[发明专利]一种基于双端测序重叠片段和DNA双链互补片段的超低频突变检测方法

权利要求书

1.一种基于双端测序重叠片段和DNA双链互补片段的超低频突变检测方法，其特征在于，包括以下步骤：

(1)以不依赖于PCR扩增方法构建DNA文库，同时优化DNA文库制备条件，包括结合使用TE缓冲液、缩短片段化时间进行基因组DNA片段化和使用特异性酶进行末端修复；

(2)缩短文库片段长度产生双端测序重叠片段结合互补链信息，获得DNA模板的拷贝片段并进行测序错误校正，包括：缩短文库插入片段的长度至～150bp，通过Illumina测序的2×150bp双端测序模式获得双端测序重叠片段，用双链DNA模板互补链的一组拷贝片段获得非PCR来源的同一双链DNA模板来源的四条拷贝片段进行测序错误校正；

(3)选择内源性标签对拷贝片段进行标记；

(4)数据处理和突变分析，包括：

根据双端读段在基因组的比对信息进行同一模板来源的拷贝片段提取：互补链来源的双端读段在基因组上的比对位置相同、比对方向相反；

对提取的拷贝片段进行序列信息比对：当同一位点存在不一致碱基时，提示存在测序错误，则该位点被剔除；当且仅当同一位点序列信息一致，保留一致的碱基信息用于突变分析。
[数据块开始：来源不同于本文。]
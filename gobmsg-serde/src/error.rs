use gobmsg::{DecodeError, EncodeError};
use serde::{de, ser};
use std::fmt::Display;
use thiserror::Error;

pub type Result<T> = std::result::Result<T, Error>;

/// An `Error` together with the input position at which it occurred.
#[derive(Debug, Error)]
#[error("{inner} at input position {at}")]
pub struct DeserializationError {
    #[source]
    inner: Error,
    at: usize,
}

impl DeserializationError {
    pub fn into_inner(self) -> Error {
        self.inner
    }

    pub fn position(&self) -> usize {
        self.at
    }
}

#[derive(Debug, Error)]
pub enum Error {
    // Decode
    #[error("decoding error: {0}")]
    Decode(#[from] DecodeError),
    #[error("trailing bytes in input")]
    Trailing,
    #[error("unexpected input: expected one of ({}), found {1}", .0.join(", "))]
    Unexpected(&'static [&'static str], &'static str),
    #[error("integer didn't fit into the target type")]
    Int,
    // Encode
    #[error("encoding error: {0}")]
    Encode(#[from] EncodeError),
    #[error("sequence length must be known up front")]
    Length,
    #[error("map keys must be strings. Maybe use crate `serde_with` to transform the map into a vec of tuples")]
    KeyType,
    #[error("the wire format cannot represent {0}")]
    Unrepresentable(&'static str),
    // Both
    #[error("{0}")]
    Message(String),
}

impl Error {
    pub fn at(self, at: usize) -> DeserializationError {
        DeserializationError { inner: self, at }
    }
}

impl ser::Error for Error {
    fn custom<T: Display>(msg: T) -> Self {
        Error::Message(msg.to_string())
    }
}

impl de::Error for Error {
    fn custom<T: Display>(msg: T) -> Self {
        Error::Message(msg.to_string())
    }
}

impl From<std::num::TryFromIntError> for Error {
    fn from(_e: std::num::TryFromIntError) -> Error {
        Error::Int
    }
}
2.根据权利要求1所述基于双端测序重叠片段和DNA双链互补片段的超低频突变检测方法，其特征在于，适用于包括人类基因组和小鼠基因组的哺乳动物全基因组，测序深度≤40×。

3.根据权利要求1所述基于双端测序重叠片段和DNA双链互补片段的超低频突变检测方法，其特征在于，步骤(1)中，所述TE缓冲液的组成为10mM Tris-HCl,1mM EDTA-Na₂，pH8.0。

4.根据权利要求1所述基于双端测序重叠片段和DNA双链互补片段的超低频突变检测方法，其特征在于，步骤(1)中，用Covaris Focused-ultrasonicator S220非接触式超声波破碎仪片段化的条件为：最大发射功率为175W，工作系数为10％，循环数为200，水位为12，片段化时间为140s，温度为7℃。
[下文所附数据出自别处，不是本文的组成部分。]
//! Serde bindings for the gobmsg wire format.
//!
//! Values serialize straight into a [`gobmsg::Buffer`], so repeated messages
//! can share one allocation; deserialization borrows text and byte strings
//! from the input where the types allow it.
//!
//! The format has no notion of absence: `None`, `()` and unit structs cannot
//! be serialized and raise [`Error::Unrepresentable`]. Unit enum variants
//! encode as their name in a `Text`; variants with a payload become a
//! single-entry dict keyed by the variant name. Map keys must be strings,
//! since dict keys are `Text` on the wire.
//!
//! # Examples
//!
//! ```
//! use serde::{Deserialize, Serialize};
//! use gobmsg_serde::{from_bytes, to_bytes};
//!
//! #[derive(Serialize, Deserialize, PartialEq, Debug)]
//! struct Message {
//!     id: u32,
//!     body: String,
//! }
//!
//! let msg = Message { id: 7, body: "hello".to_string() };
//! let bytes = to_bytes(&msg).unwrap();
//! let back: Message = from_bytes(&bytes).unwrap();
//! assert_eq!(msg, back);
//! ```

mod de;
mod error;
mod ser;

pub use de::{from_bytes, Deserializer};
pub use error::{DeserializationError, Error, Result};
pub use ser::{to_buffer, to_bytes, Serializer};

#[cfg(test)]
mod tests {
    use crate::{from_bytes, to_bytes, Error};
    use serde::de::DeserializeOwned;
    use serde::{Deserialize, Serialize};
    use std::collections::HashMap;
    use std::fmt::Debug;

    fn assert_roundtrip<T: Serialize + DeserializeOwned + PartialEq + Debug>(value: T) {
        let bytes = to_bytes(&value).unwrap();
        let back: T = from_bytes(&bytes).unwrap();
        assert_eq!(value, back);
    }

    #[test]
    fn scalars() {
        assert_roundtrip(true);
        assert_roundtrip(false);
        assert_roundtrip(0u8);
        assert_roundtrip(-1i8);
        assert_roundtrip(48151623i32);
        assert_roundtrip(i64::MIN);
        assert_roundtrip(i64::MAX);
        assert_roundtrip(u64::MAX);
        assert_roundtrip(0.0f32);
        assert_roundtrip(-2.5f64);
        assert_roundtrip('ß');
        assert_roundtrip("owned".to_string());
    }

    #[test]
    fn bytes() {
        assert_roundtrip(serde_bytes::ByteBuf::from(vec![0u8, 1, 2, 255]));
    }

    #[test]
    fn options() {
        assert_roundtrip(Some(42i64));
        assert_roundtrip(Some("present".to_string()));
    }

    #[test]
    fn containers() {
        assert_roundtrip(Vec::<i64>::new());
        assert_roundtrip(vec![1i64, -1, 63, -64]);
        assert_roundtrip((17u8, "tuple".to_string(), false));
        let mut map = HashMap::new();
        map.insert("one".to_string(), 1u32);
        map.insert("two".to_string(), 2u32);
        assert_roundtrip(map);
    }

    #[derive(Serialize, Deserialize, PartialEq, Debug)]
    struct Inner {
        flag: bool,
        score: f64,
    }

    #[derive(Serialize, Deserialize, PartialEq, Debug)]
    struct Outer {
        id: u64,
        name: String,
        inner: Inner,
        tags: Vec<String>,
    }

    #[test]
    fn nested_struct() {
        assert_roundtrip(Outer {
            id: 99,
            name: "nested".to_string(),
            inner: Inner {
                flag: true,
                score: 0.25,
            },
            tags: vec!["a".to_string(), "b".to_string()],
        });
    }

    #[derive(Serialize, Deserialize, PartialEq, Debug)]
    enum Shape {
        Point,
        Circle(f64),
        Segment(f64, f64),
        Rect { w: f64, h: f64 },
    }

    #[test]
    fn enum_variants() {
        assert_roundtrip(Shape::Point);
        assert_roundtrip(Shape::Circle(1.0));
        assert_roundtrip(Shape::Segment(0.0, 2.0));
        assert_roundtrip(Shape::Rect { w: 3.0, h: 4.0 });
        assert_roundtrip(vec![Shape::Point, Shape::Circle(0.5)]);
    }

    #[test]
    fn unit_variant_is_bare_text() {
        let bytes = to_bytes(&Shape::Point).unwrap();
        assert_eq!(
            &[0x07, 0x05, b'P', b'o', b'i', b'n', b't'],
            bytes.as_slice()
        );
    }

    #[test]
    fn none_is_unrepresentable() {
        let err = to_bytes(&Option::<i64>::None).unwrap_err();
        assert!(matches!(err, Error::Unrepresentable(_)));
        let err = to_bytes(&()).unwrap_err();
        assert!(matches!(err, Error::Unrepresentable(_)));
    }

    #[test]
    fn non_string_keys_are_rejected() {
        let mut map = HashMap::new();
        map.insert(1u32, "one".to_string());
        let err = to_bytes(&map).unwrap_err();
        assert!(matches!(err, Error::KeyType));
    }

    #[test]
    fn trailing_bytes_are_an_error() {
        let mut bytes = to_bytes(&true).unwrap();
        bytes.push(0x00);
        let err = from_bytes::<bool>(&bytes).unwrap_err();
        assert_eq!(1, err.position());
        assert!(matches!(err.into_inner(), Error::Trailing));
    }

    #[test]
    fn packed_arrays_deserialize_as_sequences() {
        // Array of three zigzag ints: 1, -1, 63
        let bytes = [0x0a, 0x02, 0x03, 0x02, 0x01, 0x7e];
        let values: Vec<i64> = from_bytes(&bytes).unwrap();
        assert_eq!(vec![1, -1, 63], values);
        // Array of two floats
        let mut bytes = vec![0x0a, 0x04, 0x02];
        bytes.extend_from_slice(&1.5f64.to_be_bytes());
        bytes.extend_from_slice(&(-0.5f64).to_be_bytes());
        let values: Vec<f64> = from_bytes(&bytes).unwrap();
        assert_eq!(vec![1.5, -0.5], values);
    }

    #[test]
    fn borrowed_text() {
        let bytes = to_bytes(&"zero copy").unwrap();
        let text: &str = from_bytes(&bytes).unwrap();
        assert_eq!("zero copy", text);
    }

    #[test]
    fn error_positions() {
        // Text whose length prefix overruns the input
        let bytes = [0x07, 0x10, b'x'];
        let err = from_bytes::<String>(&bytes).unwrap_err();
        assert_eq!(2, err.position());
    }
}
5.根据权利要求1所述基于双端测序重叠片段和DNA双链互补片段的超低频突变检测方法，其特征在于，步骤(1)中，所述特异性酶选自单链特异性核酸酶、DNA损伤修复酶或DNA聚合酶，所述单链特异性核酸酶包括S1核酸酶，所述DNA损伤修复酶包括Fpg酶，所述末端修复酶包括T4 DNA聚合酶。

6.根据权利要求1所述基于双端测序重叠片段和DNA双链互补片段的超低频突变检测方法，其特征在于，步骤(4)中，剔除分布于插入片段末端10bp区域内的碱基信息。

7.根据权利要求1所述基于双端测序重叠片段和DNA双链互补片段的超低频突变检测方法，其特征在于，步骤(4)中，还包括给出提取拷贝片段、一致性碱基和突变分析过程的步骤。

8.根据权利要求1所述基于双端测序重叠片段和DNA双链互补片段的超低频突变检测方法，其特征在于，步骤(4)中，还包括结合基于单链的一致性分析方法对测序过程中的错误来源进行系统分析的步骤。

9.权利要求1-8任一项所述基于双端测序重叠片段和DNA双链互补片段的超低频突变检测方法在哺乳动物全基因组超低频突变检测中的应用。

10.根据权利要求9所述的应用，其特征在于，所述哺乳动物基因组包括人类基因组和小鼠基因组。